§ What to produce: Show every line of the data that includes the word "pairs".

§ Information supplied:
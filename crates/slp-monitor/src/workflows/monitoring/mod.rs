//! Site-visit monitoring: aggregation, scoring, eligibility, and ranking.
//!
//! The engine is a pure transformation: one visit snapshot plus a reference
//! date in, one ranked list out. Every recency computation takes the date
//! explicitly; only the delivery shell resolves wall-clock time.

pub mod aggregate;
pub mod domain;
pub(crate) mod evaluation;
pub mod ranking;
pub mod report;
pub mod router;
pub mod service;
pub mod sources;

#[cfg(test)]
mod tests;

pub use aggregate::{aggregate_visits, PairKey, VisitGroup, STALE_SENTINEL_DAYS};
pub use domain::{
    Association, AssociationId, Caretaker, CaretakerId, CaretakerRef, Project, ProjectId,
    SiteVisit, VisitId, VisitStatus,
};
pub use evaluation::{
    EligibilityConfig, EligibilityFlags, PerformanceBand, RankingEngine, ScoreComponent,
    ScoreFactor, ScoreOutcome, ScoringConfig,
};
pub use ranking::{rank_groups, ProjectRanking, RankingFilter};
pub use report::{BandCounts, PortfolioSummary, RankingRow, StalePair};
pub use router::monitoring_router;
pub use service::{MonitoringService, MonitoringServiceError};
pub use sources::{RecordSource, SourceError};
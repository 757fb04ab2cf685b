use serde::{Deserialize, Serialize};

/// Weights and decay constants applied to aggregated visit statistics.
///
/// The defaults are fixed program policy: changing any value reclassifies
/// pairs that were already published to coordinators, so treat edits as a
/// policy change and not a refactor.
#[derive(Debug, Clone, PartialEq, Serialize, Deserialize)]
#[serde(default)]
pub struct ScoringConfig {
    pub completion_weight: f64,
    pub recency_weight: f64,
    pub volume_weight: f64,
    pub findings_weight: f64,
    /// Points removed from the recency sub-score per day since the last visit.
    pub recency_decay_per_day: f64,
    /// Points granted per recorded visit; four visits reach the cap of 100.
    pub volume_points_per_visit: f64,
    /// Minimum character count before a findings narrative counts as detailed.
    pub findings_detail_threshold: usize,
}

impl Default for ScoringConfig {
    fn default() -> Self {
        Self {
            completion_weight: 0.40,
            recency_weight: 0.30,
            volume_weight: 0.20,
            findings_weight: 0.10,
            recency_decay_per_day: 2.0,
            volume_points_per_visit: 25.0,
            findings_detail_threshold: 50,
        }
    }
}

/// Threshold rule-sets gating membership renewal and livestock expansion.
///
/// Expansion is deliberately stricter on recency and looser on volume than
/// renewal; both additionally require the most recent visit to be completed.
#[derive(Debug, Clone, PartialEq, Serialize, Deserialize)]
#[serde(default)]
pub struct EligibilityConfig {
    pub renewal_min_completed_visits: u32,
    pub renewal_max_days_since_visit: i64,
    pub renewal_min_completion_rate: f64,
    pub expansion_min_score: f64,
    pub expansion_min_completed_visits: u32,
    pub expansion_max_days_since_visit: i64,
}

impl Default for EligibilityConfig {
    fn default() -> Self {
        Self {
            renewal_min_completed_visits: 2,
            renewal_max_days_since_visit: 90,
            renewal_min_completion_rate: 70.0,
            expansion_min_score: 65.0,
            expansion_min_completed_visits: 1,
            expansion_max_days_since_visit: 60,
        }
    }
}
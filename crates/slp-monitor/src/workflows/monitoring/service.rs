use std::collections::hash_map::DefaultHasher;
use std::hash::{Hash, Hasher};
use std::sync::{Arc, Mutex};

use chrono::NaiveDate;
use tracing::{debug, info};

use super::aggregate::aggregate_visits;
use super::domain::SiteVisit;
use super::evaluation::RankingEngine;
use super::ranking::{rank_groups, ProjectRanking, RankingFilter};
use super::report::{PortfolioSummary, RankingRow};
use super::sources::{RecordSource, SourceError};
use crate::workflows::caretakers::{
    self, AssociationDirectory, CaretakerGrouping, VisitCandidate,
};

/// Service composing the record source, aggregation, and ranking engine.
///
/// Recomputation is total on every invocation, so the ranked list is memoized
/// per (visit snapshot hash, reference date); repeated calls over unchanged
/// data return the cached ranking without re-deriving it.
pub struct MonitoringService<S> {
    source: Arc<S>,
    engine: RankingEngine,
    memo: Mutex<Option<RankingMemo>>,
}

struct RankingMemo {
    snapshot_hash: u64,
    as_of: NaiveDate,
    rankings: Arc<Vec<ProjectRanking>>,
}

fn snapshot_hash(visits: &[SiteVisit]) -> u64 {
    let mut hasher = DefaultHasher::new();
    visits.hash(&mut hasher);
    hasher.finish()
}

impl<S> MonitoringService<S>
where
    S: RecordSource + 'static,
{
    pub fn new(source: Arc<S>, engine: RankingEngine) -> Self {
        Self {
            source,
            engine,
            memo: Mutex::new(None),
        }
    }

    /// Ranked pairs for the current visit snapshot, measured against `as_of`.
    pub fn rankings(
        &self,
        as_of: NaiveDate,
    ) -> Result<Arc<Vec<ProjectRanking>>, MonitoringServiceError> {
        let visits = self.source.site_visits()?;
        let snapshot_hash = snapshot_hash(&visits);

        {
            let memo = self.memo.lock().expect("ranking memo mutex poisoned");
            if let Some(cached) = memo.as_ref() {
                if cached.snapshot_hash == snapshot_hash && cached.as_of == as_of {
                    debug!(%as_of, "ranking memo hit");
                    return Ok(Arc::clone(&cached.rankings));
                }
            }
        }

        let groups = aggregate_visits(&visits, as_of);
        let rankings = Arc::new(rank_groups(&groups, &self.engine));
        info!(pairs = rankings.len(), %as_of, "ranked visit snapshot");

        let mut memo = self.memo.lock().expect("ranking memo mutex poisoned");
        *memo = Some(RankingMemo {
            snapshot_hash,
            as_of,
            rankings: Arc::clone(&rankings),
        });

        Ok(rankings)
    }

    /// Presentation rows for the ranked list, filtered by eligibility.
    /// Filtering trims rows without re-sorting, and each row keeps its
    /// position from the full ranking.
    pub fn ranking_rows(
        &self,
        filter: RankingFilter,
        as_of: NaiveDate,
    ) -> Result<Vec<RankingRow>, MonitoringServiceError> {
        let rankings = self.rankings(as_of)?;
        let directory = self.directory()?;

        Ok(rankings
            .iter()
            .enumerate()
            .filter(|(_, ranking)| filter.keeps(ranking))
            .map(|(position, ranking)| RankingRow::from_ranking(position + 1, ranking, &directory))
            .collect())
    }

    /// Portfolio roll-up across the full ranked list.
    pub fn summary(&self, as_of: NaiveDate) -> Result<PortfolioSummary, MonitoringServiceError> {
        let rankings = self.rankings(as_of)?;
        let stale_after_days = self.engine.eligibility_config().expansion_max_days_since_visit;
        Ok(PortfolioSummary::from_rankings(&rankings, stale_after_days))
    }

    /// Caretaker roster grouped under canonical association headings.
    pub fn caretaker_groups(&self) -> Result<CaretakerGrouping, MonitoringServiceError> {
        let roster = self.source.caretakers()?;
        let directory = self.directory()?;
        Ok(caretakers::group_caretakers(&roster, &directory))
    }

    /// Caretakers offered when attaching people to a visit for the given
    /// association.
    pub fn visit_candidates(
        &self,
        association_name: &str,
    ) -> Result<Vec<VisitCandidate>, MonitoringServiceError> {
        let roster = self.source.caretakers()?;
        Ok(caretakers::candidates_for(association_name, &roster)
            .into_iter()
            .map(|caretaker| VisitCandidate {
                id: caretaker.id.clone(),
                name: caretaker.name.clone(),
                recorded_label: caretaker.association_label().unwrap_or_default().to_string(),
            })
            .collect())
    }

    fn directory(&self) -> Result<AssociationDirectory, MonitoringServiceError> {
        let projects = self.source.projects()?;
        Ok(AssociationDirectory::from_projects(&projects))
    }
}

/// Error raised by the monitoring service.
#[derive(Debug, thiserror::Error)]
pub enum MonitoringServiceError {
    #[error(transparent)]
    Source(#[from] SourceError),
}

§ Answer section:
/// pairs that were already published to coordinators, so treat edits as a
    /// Ranked pairs for the current visit snapshot, measured against `as_of`.
        info!(pairs = rankings.len(), %as_of, "ranked visit snapshot");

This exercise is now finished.